This is a surprise to me because my legs have not changed in all my adult life, and I used to be able to swing into a shop back in the 80s, 90s and early 2000s and find a wide selection in my leg-length. So something has changed.

Maybe this is why I see so many hipsters folding up their trouser legs.

Additionally, I discovered to my horror that some manufacturers don’t bother with the traditional tried and tested measurements, and go for small, medium, large and XL. Yes, in menswear. For men. Crivvens, what is the world coming to?

Worse still – some labels are just wrong. It’s fake news all over again; I’d find a pair of trousers at 73/29 leg and it would cover my foot with the material – clearly longer than the label suggested! It is insane! Same with shoes. I’m a 44 (9.5 UK) – but some 44s I couldn’t get on if my foot had been lubed in goose fat first.

The shop assistants are hopeless too; it used to be a thing of annoyance in the past when assistants would ask if you needed help. My recent experience is that NO-ONE ever approaches you in any shop whatsoever. You could spend more time shopping for an assistant than shopping. And when or if you do find someone and ask for help, they say unhelpful things like:

“Yes, some manufacturers make a big small and some made a small small, so you have to ignore the label and just try everything on.”

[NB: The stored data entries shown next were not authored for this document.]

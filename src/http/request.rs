//! Request handling.
//!
//! # Responsibilities
//! - Name the request ID header set by the middleware stack
//! - Extract the location to resolve (path and query) from a request
//!
//! # Design Decisions
//! - Request ID added as early as possible for tracing
//! - Fragments never reach the server; only path and query are resolved

use axum::http::{HeaderMap, Uri};

/// Header carrying the per-request correlation ID.
pub const X_REQUEST_ID: &str = "x-request-id";

/// The request ID set by `SetRequestIdLayer`, or "unknown".
pub fn request_id(headers: &HeaderMap) -> &str {
    headers
        .get(X_REQUEST_ID)
        .and_then(|v| v.to_str().ok())
        .unwrap_or("unknown")
}

/// The location a request asks the router to resolve.
pub fn location(uri: &Uri) -> &str {
    uri.path_and_query()
        .map(|pq| pq.as_str())
        .unwrap_or("/")
}

#[cfg(test)]
mod tests {
    use super::*;
    use axum::http::HeaderValue;

    #[test]
    fn test_location_keeps_query() {
        let uri: Uri = "http://localhost:5173/chords?root=A".parse().unwrap();
        assert_eq!(location(&uri), "/chords?root=A");

        let uri: Uri = "/metronome".parse().unwrap();
        assert_eq!(location(&uri), "/metronome");
    }

    #[test]
    fn test_request_id() {
        let mut headers = HeaderMap::new();
        assert_eq!(request_id(&headers), "unknown");

        headers.insert(X_REQUEST_ID, HeaderValue::from_static("abc-123"));
        assert_eq!(request_id(&headers), "abc-123");
    }
}
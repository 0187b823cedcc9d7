//! Session history: push, replace, back and forward.
//!
//! Entries hold final locations, so a redirect is never stored; going back
//! to `/` after the initial load lands on `/scales` directly.

use std::sync::Arc;

use crate::routing::error::RoutingError;
use crate::routing::router::{Navigation, Router};
use crate::routing::view::{EagerViews, ViewLoader};

/// Browser-style history stack driving a shared [`Router`].
pub struct History<L = EagerViews> {
    router: Arc<Router<L>>,
    entries: Vec<String>,
    cursor: usize,
}

impl<L: ViewLoader> History<L> {
    pub fn new(router: Arc<Router<L>>) -> Self {
        Self {
            router,
            entries: Vec::new(),
            cursor: 0,
        }
    }

    /// Navigate to `location` and record it, dropping any forward entries.
    pub async fn push(&mut self, location: &str) -> Result<Navigation, RoutingError> {
        let nav = self.router.resolve(location).await?;
        if let Navigation::Activated(active) = &nav {
            if self.current() != Some(active.full_path.as_str()) {
                if !self.entries.is_empty() {
                    self.entries.truncate(self.cursor + 1);
                }
                self.entries.push(active.full_path.clone());
                self.cursor = self.entries.len() - 1;
            }
        }
        Ok(nav)
    }

    /// Navigate to `location` and overwrite the current entry.
    pub async fn replace(&mut self, location: &str) -> Result<Navigation, RoutingError> {
        let nav = self.router.resolve(location).await?;
        if let Navigation::Activated(active) = &nav {
            match self.entries.get_mut(self.cursor) {
                Some(entry) => *entry = active.full_path.clone(),
                None => self.entries.push(active.full_path.clone()),
            }
        }
        Ok(nav)
    }

    /// Step back one entry; `None` at the start of the session.
    pub async fn back(&mut self) -> Option<Result<Navigation, RoutingError>> {
        let target = self.cursor.checked_sub(1)?;
        Some(self.go_to(target).await)
    }

    /// Step forward one entry; `None` at the end of the session.
    pub async fn forward(&mut self) -> Option<Result<Navigation, RoutingError>> {
        let target = self.cursor + 1;
        if target >= self.entries.len() {
            return None;
        }
        Some(self.go_to(target).await)
    }

    async fn go_to(&mut self, index: usize) -> Result<Navigation, RoutingError> {
        let location = self.entries[index].clone();
        let nav = self.router.resolve(&location).await?;
        if !nav.is_superseded() {
            self.cursor = index;
        }
        Ok(nav)
    }

    /// The entry the session is on.
    pub fn current(&self) -> Option<&str> {
        self.entries.get(self.cursor).map(String::as_str)
    }

    pub fn entries(&self) -> &[String] {
        &self.entries
    }

    pub fn router(&self) -> &Arc<Router<L>> {
        &self.router
    }
}

#[cfg(test)]
mod tests {
    use super::*;

    fn history() -> History {
        History::new(Arc::new(Router::music_app()))
    }

    fn active_view(history: &History) -> String {
        history.router().active().unwrap().view.to_string()
    }

    #[tokio::test]
    async fn test_push_records_final_location() {
        let mut history = history();
        history.push("/").await.unwrap();
        history.push("/chords").await.unwrap();

        assert_eq!(history.entries(), ["/scales", "/chords"]);
        assert_eq!(history.current(), Some("/chords"));
    }

    #[tokio::test]
    async fn test_back_and_forward() {
        let mut history = history();
        history.push("/scales").await.unwrap();
        history.push("/chords").await.unwrap();
        history.push("/metronome").await.unwrap();

        history.back().await.unwrap().unwrap();
        assert_eq!(active_view(&history), "ChordsView");
        history.back().await.unwrap().unwrap();
        assert_eq!(active_view(&history), "ScalesView");
        assert!(history.back().await.is_none());

        history.forward().await.unwrap().unwrap();
        assert_eq!(active_view(&history), "ChordsView");
        assert_eq!(history.current(), Some("/chords"));
    }

    #[tokio::test]
    async fn test_push_after_back_drops_forward_entries() {
        let mut history = history();
        history.push("/scales").await.unwrap();
        history.push("/chords").await.unwrap();
        history.back().await.unwrap().unwrap();

        history.push("/progressions").await.unwrap();
        assert_eq!(history.entries(), ["/scales", "/progressions"]);
        assert!(history.forward().await.is_none());
    }

    #[tokio::test]
    async fn test_repeated_push_and_failures_leave_entries_alone() {
        let mut history = history();
        history.push("/chords").await.unwrap();
        history.push("/chords").await.unwrap();
        assert_eq!(history.entries(), ["/chords"]);

        assert!(history.push("/nope").await.is_err());
        assert_eq!(history.entries(), ["/chords"]);
        assert_eq!(active_view(&history), "ChordsView");
    }

    #[tokio::test]
    async fn test_replace_overwrites_current_entry() {
        let mut history = history();
        history.replace("/scales").await.unwrap();
        history.push("/chords").await.unwrap();
        history.replace("/metronome").await.unwrap();

        assert_eq!(history.entries(), ["/scales", "/metronome"]);
        assert_eq!(active_view(&history), "MetronomeView");
    }
}
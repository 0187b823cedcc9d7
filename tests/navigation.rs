//! Navigation scenarios against the built-in music app table.

use std::sync::Arc;

use music_app_router::config::loader::parse_config;
use music_app_router::routing::{BasePath, History, Route, RouteTable, RouterState};
use music_app_router::{Router, RoutingError};

#[tokio::test]
async fn test_initial_load_at_root() {
    let router = Router::music_app();
    router.resolve("/").await.unwrap();

    let active = router.active().unwrap();
    assert_eq!(active.view.as_str(), "ScalesView");
    assert_eq!(active.name.as_deref(), Some("scales"));
}

#[tokio::test]
async fn test_navigate_to_metronome() {
    let router = Router::music_app();
    router.navigate("metronome", &[]).await.unwrap();
    assert_eq!(router.active().unwrap().view.as_str(), "MetronomeView");
}

#[tokio::test]
async fn test_not_found_after_progressions() {
    let router = Router::music_app();
    router.resolve("/progressions").await.unwrap();

    let err = router.resolve("/nope").await.unwrap_err();
    assert!(matches!(err, RoutingError::NotFound { .. }));
    assert_eq!(router.active().unwrap().view.as_str(), "ProgressionsView");
}

#[tokio::test]
async fn test_repeated_navigation_to_chords() {
    let router = Router::music_app();
    for _ in 0..2 {
        let nav = router.navigate("chords", &[]).await.unwrap();
        assert_eq!(nav.activated().unwrap().view.as_str(), "ChordsView");
        assert_eq!(router.active().unwrap().view.as_str(), "ChordsView");
        assert_eq!(router.state(), RouterState::Idle);
    }
}

#[tokio::test]
async fn test_named_redirect_is_followed() {
    let mut routes = RouteTable::music_app_routes();
    routes[0] = Route::redirect("/", "/scales").named("home");
    let table = RouteTable::new(routes, Default::default()).unwrap();
    let router = Router::new(table, BasePath::default());

    let nav = router.navigate("home", &[]).await.unwrap();
    let active = nav.into_activated().unwrap();
    assert_eq!(active.name.as_deref(), Some("scales"));
    assert_eq!(active.redirected_from.as_deref(), Some("/"));
}

#[tokio::test]
async fn test_configured_router_with_history() {
    let config = parse_config(
        r#"
        [router]
        base_path = "/theory"
        sensitive = false

        [[routes]]
        path = "/"
        redirect = "/chords"

        [[routes]]
        path = "/chords"
        name = "chords"
        view = "ChordsView"

        [[routes]]
        path = "/metronome"
        name = "metronome"
        view = "MetronomeView"
        lazy = true
        "#,
        None,
    )
    .unwrap();
    let table = config.route_table().unwrap();
    let router = Arc::new(Router::new(table, config.router.base()));
    let mut history = History::new(router.clone());

    history.push("/theory").await.unwrap();
    history.push("/theory/METRONOME").await.unwrap();
    assert_eq!(history.entries(), ["/theory/chords", "/theory/metronome"]);

    history.back().await.unwrap().unwrap();
    assert_eq!(router.active().unwrap().view.as_str(), "ChordsView");
}
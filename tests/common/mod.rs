//! Shared utilities for integration tests.

use std::net::SocketAddr;
use std::time::Duration;

use music_app_router::{AppConfig, HttpServer, Shutdown};
use tokio::net::TcpListener;
use tokio::task::JoinHandle;

/// A running shell on an ephemeral port.
#[allow(dead_code)]
pub struct TestShell {
    pub addr: SocketAddr,
    pub shutdown: Shutdown,
    pub handle: JoinHandle<Result<(), std::io::Error>>,
}

#[allow(dead_code)]
impl TestShell {
    pub fn url(&self, path: &str) -> String {
        format!("http://{}{}", self.addr, path)
    }

    pub async fn stop(self) {
        self.shutdown.trigger();
        let _ = tokio::time::timeout(Duration::from_secs(5), self.handle).await;
    }
}

/// Start the shell with `config` on 127.0.0.1, any free port.
pub async fn start_shell(config: AppConfig) -> TestShell {
    let listener = TcpListener::bind("127.0.0.1:0").await.unwrap();
    let addr = listener.local_addr().unwrap();
    let server = HttpServer::new(config).unwrap();

    let shutdown = Shutdown::new();
    let rx = shutdown.subscribe();
    let handle = tokio::spawn(async move { server.run(listener, rx).await });

    TestShell { addr, shutdown, handle }
}

/// Client that reports redirects instead of following them.
#[allow(dead_code)]
pub fn client() -> reqwest::Client {
    reqwest::Client::builder()
        .redirect(reqwest::redirect::Policy::none())
        .no_proxy()
        .build()
        .unwrap()
}
//! Subscriber setup for structured logs.

use std::fmt;
use std::str::FromStr;

use serde::{Deserialize, Serialize};
use thiserror::Error;
use tracing_subscriber::{
    layer::{Layer, SubscriberExt},
    util::SubscriberInitExt,
    EnvFilter, Registry,
};

/// Noisy dependency targets capped at `warn` unless `RUST_LOG` says otherwise.
const QUIET_TARGETS: &str = "hyper=warn,hyper_util=warn,reqwest=warn,rustls=warn";

/// Log level for structured logs.
#[derive(Debug, Clone, Copy, Default, PartialEq, Eq, PartialOrd, Ord, Serialize, Deserialize)]
#[serde(rename_all = "lowercase")]
pub enum LogLevel {
    Trace,
    Debug,
    #[default]
    Info,
    Warn,
    Error,
}

impl LogLevel {
    /// Lowercase directive accepted by [`EnvFilter`].
    pub fn as_directive(&self) -> &'static str {
        match self {
            Self::Trace => "trace",
            Self::Debug => "debug",
            Self::Info => "info",
            Self::Warn => "warn",
            Self::Error => "error",
        }
    }
}

impl fmt::Display for LogLevel {
    fn fmt(&self, f: &mut fmt::Formatter<'_>) -> fmt::Result {
        match self {
            Self::Trace => write!(f, "TRACE"),
            Self::Debug => write!(f, "DEBUG"),
            Self::Info => write!(f, "INFO"),
            Self::Warn => write!(f, "WARN"),
            Self::Error => write!(f, "ERROR"),
        }
    }
}

impl FromStr for LogLevel {
    type Err = LoggingError;

    fn from_str(s: &str) -> Result<Self, Self::Err> {
        match s.to_ascii_lowercase().as_str() {
            "trace" => Ok(Self::Trace),
            "debug" => Ok(Self::Debug),
            "info" => Ok(Self::Info),
            "warn" | "warning" => Ok(Self::Warn),
            "error" => Ok(Self::Error),
            other => Err(LoggingError::UnknownLevel(other.to_string())),
        }
    }
}

/// Output format for logs.
#[derive(Debug, Clone, Copy, Default, PartialEq, Eq, Serialize, Deserialize)]
#[serde(rename_all = "lowercase")]
pub enum LogFormat {
    /// JSON lines (for log aggregation).
    Json,
    /// Compact human-readable lines (for terminals).
    #[default]
    Human,
}

/// Logging settings.
#[derive(Debug, Clone, Default, PartialEq, Eq, Serialize, Deserialize)]
#[serde(default)]
pub struct LogConfig {
    /// Minimum level when `RUST_LOG` is unset.
    pub level: LogLevel,
    /// Output format.
    pub format: LogFormat,
}

impl LogConfig {
    /// Settings with an explicit level and the default format.
    pub fn with_level(level: LogLevel) -> Self {
        Self {
            level,
            ..Self::default()
        }
    }

    /// Filter directives used when `RUST_LOG` is unset.
    pub fn default_directives(&self) -> String {
        format!("{},{}", self.level.as_directive(), QUIET_TARGETS)
    }
}

/// Errors raised while installing the subscriber.
#[derive(Error, Debug)]
pub enum LoggingError {
    /// A level name did not parse.
    #[error("unknown log level '{0}'")]
    UnknownLevel(String),

    /// A global subscriber was already installed.
    #[error("failed to install log subscriber: {0}")]
    Init(#[from] tracing_subscriber::util::TryInitError),
}

/// Install the global subscriber. Logs go to stderr; `RUST_LOG` overrides
/// the configured level.
pub fn init_logging(config: &LogConfig) -> Result<(), LoggingError> {
    match config.format {
        LogFormat::Human => init_with_layer(
            config,
            tracing_subscriber::fmt::layer()
                .compact()
                .with_target(false)
                .with_writer(std::io::stderr),
        ),
        LogFormat::Json => init_with_layer(
            config,
            tracing_subscriber::fmt::layer()
                .json()
                .with_current_span(true)
                .with_target(true)
                .with_writer(std::io::stderr),
        ),
    }
}

fn build_env_filter(config: &LogConfig) -> EnvFilter {
    EnvFilter::try_from_default_env().unwrap_or_else(|_| EnvFilter::new(config.default_directives()))
}

fn init_with_layer<L>(config: &LogConfig, fmt_layer: L) -> Result<(), LoggingError>
where
    L: Layer<Registry> + Send + Sync + 'static,
{
    tracing_subscriber::registry()
        .with(fmt_layer)
        .with(build_env_filter(config))
        .try_init()?;
    Ok(())
}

I thought all that was bad enough, but the Internet was far worse.

For goodness sake, what is the point of a search engine that doesn’t provide results based on what was input?

It seems to me that – irrespective of what you type in – and regardless of syntax, the results (for pages and pages) are just plain wrong.

It seemed too odd, so I looked into it as much as the search engine would let me. It seems to be more about search engine optimisation (SEO), Google rules and algorithms, and less about the original concept of returning matches. Web pages now are Active Server Pages (asp and aspx) – or unsearchable for other reasons, so it’s not entirely the fault of the search engine.

Not only that, but the cookie and data exchange will inform the visiting site to change to suit an advertising and marketing brief.  The resulting web page (and prices) are based on what device you are using, how expensive and new it is, where you are on the planet, your history in terms of searching, shopping, and surfing. And who knows what else? Dynamic targeted marketing.

This does not take into account important things like (a) you could be shopping for a gift or searching on behalf of someone else, (b) you could be using your firm’s computer, routed through their London office, or (c) using a borrowed device.

The end result is a grand waste of time.

Ergo, the Internet is useless.

Trousers apart, I tried a lot of shoes and had to admit defeat. Clarks’s range is now tiny, Brantano has vanished. Deichmann never has my size, and I resorted to the likes of JD Sports and even Debenhams. No chance – and I am far from being fussy or “into shoes”.

As I liked the shoes I already have, I decided that I would try to get the exact same ones to replace them. My thinking was that I would not have to try them on – so perfect for Internet shoe shopping.

I tried all sorts of hacks and subversions – TOR browsers, cookie cleaners, search syntaxing, different search engines, reverse image searches and more besides. I eventually found a shoe that would exactly replace my old ones from a UK shop at a reasonable price of about £35.

When I went to the checkout, the web page had “Super fast delivery” ticked – and it wouldn’t let me untick the box! I had no option other than to accept £7.75 super fast delivery. That upped the cost considerably – I thought about all the weeks of time and effort already spent and decided to go ahead this one time.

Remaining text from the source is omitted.